Bargain Hunter's Guide to Global Networking

You have three months to expand your corporate network overseas to satisfy the chief executive's push for a global sales and distribution strategy. You could take the safe route and buy a few more leased lines-but when you're talking about dozens of connections in places like Mozambique and Tajikistan, is it really worth the cost and headache? Many CIOs are turning instead to virtual private networking because it takes advantage of the Internet's reach while bumping up its point-to-point reliability and security. Although the technology is still immature, a virtual private network (VPN) can slash networking costs by 50 percent or more. What's more, while it can take months to install a leased line in certain parts of the world, it's possible to add a user or office to a VPN in a day. The bottom line: CIOs are finding they can lower the technical barriers to entry in distant markets, where standard services like frame relay and T1 lines are unavailable, unreliable or unprofitable.
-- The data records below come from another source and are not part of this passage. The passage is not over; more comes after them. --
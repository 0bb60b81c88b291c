//! Minimal HTTP GET over dialer connections
//!
//! Every hop of a redirect chain connects to the same candidate address;
//! only the Host header, SNI and request path follow the redirect.

use async_trait::async_trait;
use bytes::Bytes;
use fragprobe_transport::{DialError, FragmentDialer};
use http_body_util::{BodyExt, Empty};
use hyper::body::Incoming;
use hyper::header::{CONTENT_LENGTH, HOST, LOCATION, REFERER, USER_AGENT};
use hyper::{Request, StatusCode};
use hyper_util::rt::{TokioExecutor, TokioIo};
use std::io;
use std::net::{IpAddr, SocketAddr};
use std::time::Duration;
use thiserror::Error;
use tokio::io::{AsyncRead, AsyncWrite};
use tokio::task::JoinHandle;
use tokio::time::{Instant, timeout_at};
use tracing::{debug, trace};
use url::{Host, Position, Url};

use crate::BodySource;

/// Download target used when none is configured
pub const DEFAULT_PROBE_URL: &str = "https://cf.xiu2.xyz/url";

/// Redirects followed before the last response is accepted as-is
pub const DEFAULT_MAX_REDIRECTS: usize = 10;

/// Desktop Chrome on macOS
pub const DEFAULT_USER_AGENT: &str = "Mozilla/5.0 (Macintosh; Intel Mac OS X 10_12_6) AppleWebKit/537.36 (KHTML, like Gecko) Chrome/98.0.4758.80 Safari/537.36";

/// Default throughput timeout
pub const DEFAULT_PROBE_TIMEOUT: Duration = Duration::from_secs(10);

/// Default port dialed on each candidate
pub const DEFAULT_PROBE_PORT: u16 = 443;

#[derive(Error, Debug)]
pub enum ProbeError {
    #[error("Invalid URL: {0}")]
    InvalidUrl(String),

    #[error("Dial failed: {0}")]
    Dial(#[from] DialError),

    #[error("HTTP error: {0}")]
    Http(#[from] hyper::Error),

    #[error("Unexpected status: {0}")]
    Status(StatusCode),

    #[error("Timed out")]
    Timeout,

    #[error("Timeout out of range: {0:?}")]
    InvalidTimeout(Duration),

    #[error("Stopped after {0} redirects")]
    TooManyRedirects(usize),
}

/// Request parameters shared by every probe
#[derive(Debug, Clone)]
pub struct HttpConfig {
    pub url: Url,

    /// Port dialed on the candidate, regardless of the URL's port
    pub port: u16,

    /// Bounds the whole exchange and, separately, the body sampling
    pub timeout: Duration,

    pub max_redirects: usize,

    pub user_agent: String,
}

impl HttpConfig {
    pub fn new(url: Url) -> Self {
        Self {
            url,
            port: DEFAULT_PROBE_PORT,
            timeout: DEFAULT_PROBE_TIMEOUT,
            max_redirects: DEFAULT_MAX_REDIRECTS,
            user_agent: DEFAULT_USER_AGENT.to_string(),
        }
    }
}

/// Aborts the spawned connection driver when the response is dropped
#[derive(Debug)]
struct ConnectionGuard(JoinHandle<()>);

impl Drop for ConnectionGuard {
    fn drop(&mut self) {
        self.0.abort();
    }
}

/// Response head with the body still unread
#[derive(Debug)]
pub struct Fetched {
    pub status: StatusCode,

    /// Declared body length, if any
    pub content_length: Option<u64>,

    /// Redirects followed to get here
    pub redirects: usize,

    location: Option<String>,
    body: Incoming,
    connection: ConnectionGuard,
}

impl Fetched {
    /// The body as a sample source whose reads fail once `deadline` passes
    pub fn into_body(self, deadline: Instant) -> DeadlineBody {
        DeadlineBody {
            body: self.body,
            deadline,
            _connection: self.connection,
        }
    }
}

/// Response body bounded by the overall request deadline
#[derive(Debug)]
pub struct DeadlineBody {
    body: Incoming,
    deadline: Instant,
    _connection: ConnectionGuard,
}

#[async_trait]
impl BodySource for DeadlineBody {
    async fn next_chunk(&mut self) -> io::Result<Option<Bytes>> {
        match timeout_at(self.deadline, self.body.frame()).await {
            Err(_) => Err(io::Error::new(io::ErrorKind::TimedOut, "request deadline exceeded")),
            Ok(None) => Ok(None),
            Ok(Some(Err(e))) => Err(io::Error::other(e)),
            // Trailers carry no payload
            Ok(Some(Ok(frame))) => Ok(Some(frame.into_data().unwrap_or_default())),
        }
    }
}

/// GET `config.url` from `ip`, following redirects.
///
/// Once `max_redirects` redirects have been followed, the next redirect
/// response is returned instead of followed.
pub async fn fetch(
    dialer: &FragmentDialer,
    ip: IpAddr,
    config: &HttpConfig,
) -> Result<Fetched, ProbeError> {
    let target = SocketAddr::new(ip, config.port);
    let mut url = config.url.clone();
    let mut referer: Option<String> = None;
    let mut redirects = 0;

    loop {
        let mut fetched = request(dialer, target, &url, referer.as_deref(), config).await?;
        fetched.redirects = redirects;
        trace!("GET {} via {} -> {}", url, target, fetched.status);

        if !is_redirect(fetched.status) || redirects >= config.max_redirects {
            return Ok(fetched);
        }
        let Some(location) = fetched.location.take() else {
            return Ok(fetched);
        };

        let next = url
            .join(&location)
            .map_err(|e| ProbeError::InvalidUrl(format!("{location}: {e}")))?;
        referer = redirect_referer(&url, &next, &config.url);
        debug!("Redirected from {} to {}", url, next);

        url = next;
        redirects += 1;
    }
}

fn is_redirect(status: StatusCode) -> bool {
    matches!(
        status,
        StatusCode::MOVED_PERMANENTLY
            | StatusCode::FOUND
            | StatusCode::SEE_OTHER
            | StatusCode::TEMPORARY_REDIRECT
            | StatusCode::PERMANENT_REDIRECT
    )
}

/// Referer for the request following a redirect from `prev` to `next`.
///
/// None on an https to http downgrade, or when it would expose the probe URL.
pub fn redirect_referer(prev: &Url, next: &Url, probe_url: &Url) -> Option<String> {
    if prev.scheme() == "https" && next.scheme() == "http" {
        return None;
    }

    let mut referer = prev.clone();
    let _ = referer.set_username("");
    let _ = referer.set_password(None);
    referer.set_fragment(None);

    if referer.as_str() == probe_url.as_str() {
        return None;
    }
    Some(referer.into())
}

async fn request(
    dialer: &FragmentDialer,
    target: SocketAddr,
    url: &Url,
    referer: Option<&str>,
    config: &HttpConfig,
) -> Result<Fetched, ProbeError> {
    match url.scheme() {
        "https" => {
            let server_name = match url.host() {
                Some(Host::Domain(domain)) => domain.to_string(),
                Some(Host::Ipv4(ip)) => ip.to_string(),
                Some(Host::Ipv6(ip)) => ip.to_string(),
                None => return Err(ProbeError::InvalidUrl(url.to_string())),
            };
            let stream = dialer.dial(target, &server_name).await?;
            let h2 = stream.get_ref().1.alpn_protocol() == Some(b"h2".as_slice());
            exchange(stream, h2, url, referer, config).await
        }
        "http" => {
            let stream = dialer.connect_tcp(target).await?;
            exchange(stream, false, url, referer, config).await
        }
        other => Err(ProbeError::InvalidUrl(format!(
            "unsupported scheme {other:?} in {url}"
        ))),
    }
}

/// One request/response over a fresh connection
async fn exchange<I>(
    io: I,
    h2: bool,
    url: &Url,
    referer: Option<&str>,
    config: &HttpConfig,
) -> Result<Fetched, ProbeError>
where
    I: AsyncRead + AsyncWrite + Send + Unpin + 'static,
{
    let io = TokioIo::new(io);

    let (response, connection) = if h2 {
        let (mut sender, conn) =
            hyper::client::conn::http2::handshake(TokioExecutor::new(), io).await?;
        let connection = ConnectionGuard(tokio::spawn(async move {
            if let Err(e) = conn.await {
                trace!("HTTP/2 connection closed: {}", e);
            }
        }));
        let request = build_request(&url[..Position::AfterQuery], None, referer, config)?;
        (sender.send_request(request).await?, connection)
    } else {
        let (mut sender, conn) = hyper::client::conn::http1::handshake(io).await?;
        let connection = ConnectionGuard(tokio::spawn(async move {
            if let Err(e) = conn.await {
                trace!("HTTP/1.1 connection closed: {}", e);
            }
        }));
        let host = &url[Position::BeforeHost..Position::AfterPort];
        let request = build_request(
            &url[Position::BeforePath..Position::AfterQuery],
            Some(host),
            referer,
            config,
        )?;
        (sender.send_request(request).await?, connection)
    };

    let content_length = response
        .headers()
        .get(CONTENT_LENGTH)
        .and_then(|v| v.to_str().ok())
        .and_then(|v| v.parse().ok());
    let location = response
        .headers()
        .get(LOCATION)
        .and_then(|v| v.to_str().ok())
        .map(str::to_string);

    Ok(Fetched {
        status: response.status(),
        content_length,
        redirects: 0,
        location,
        body: response.into_body(),
        connection,
    })
}

fn build_request(
    uri: &str,
    host: Option<&str>,
    referer: Option<&str>,
    config: &HttpConfig,
) -> Result<Request<Empty<Bytes>>, ProbeError> {
    let mut builder = Request::get(uri).header(USER_AGENT, &config.user_agent);
    if let Some(host) = host {
        builder = builder.header(HOST, host);
    }
    if let Some(referer) = referer {
        builder = builder.header(REFERER, referer);
    }
    builder
        .body(Empty::new())
        .map_err(|e| ProbeError::InvalidUrl(format!("{uri}: {e}")))
}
The arguments about VPNs' value are clouded by disputes over definitions.

Unfortunately for the CIO seeking clarity, the VPN nomenclature is used to describe a whole knot of networking technologies: frame-relay services, secure Internet connections and private IP-based networks from "premium" network service providers like Digital Island, IBM, CompuServe Interactive Services, GTE, Sprint, AT&T, UUNet Technologies or MCI WorldCom (a few more are probably agitating in the spin factory right now). In this story, we define the VPN as a simple point-to-point Internet-based network-the most popular form of the technology, according to Greg Howard, senior analyst with Infonetics Research Inc. in San Jose, California, and other network analysts.

Everything Old Is New Again

It may be the networking trend du jour, but the VPN concept is hardly new.

Remember tie-lines back in the 1980s? Telecommunications providers connected private branch exchange (PBX) boxes between corporate sites, enabling services like four-digit dialling between campuses. But the whole thing ran over the public voice network.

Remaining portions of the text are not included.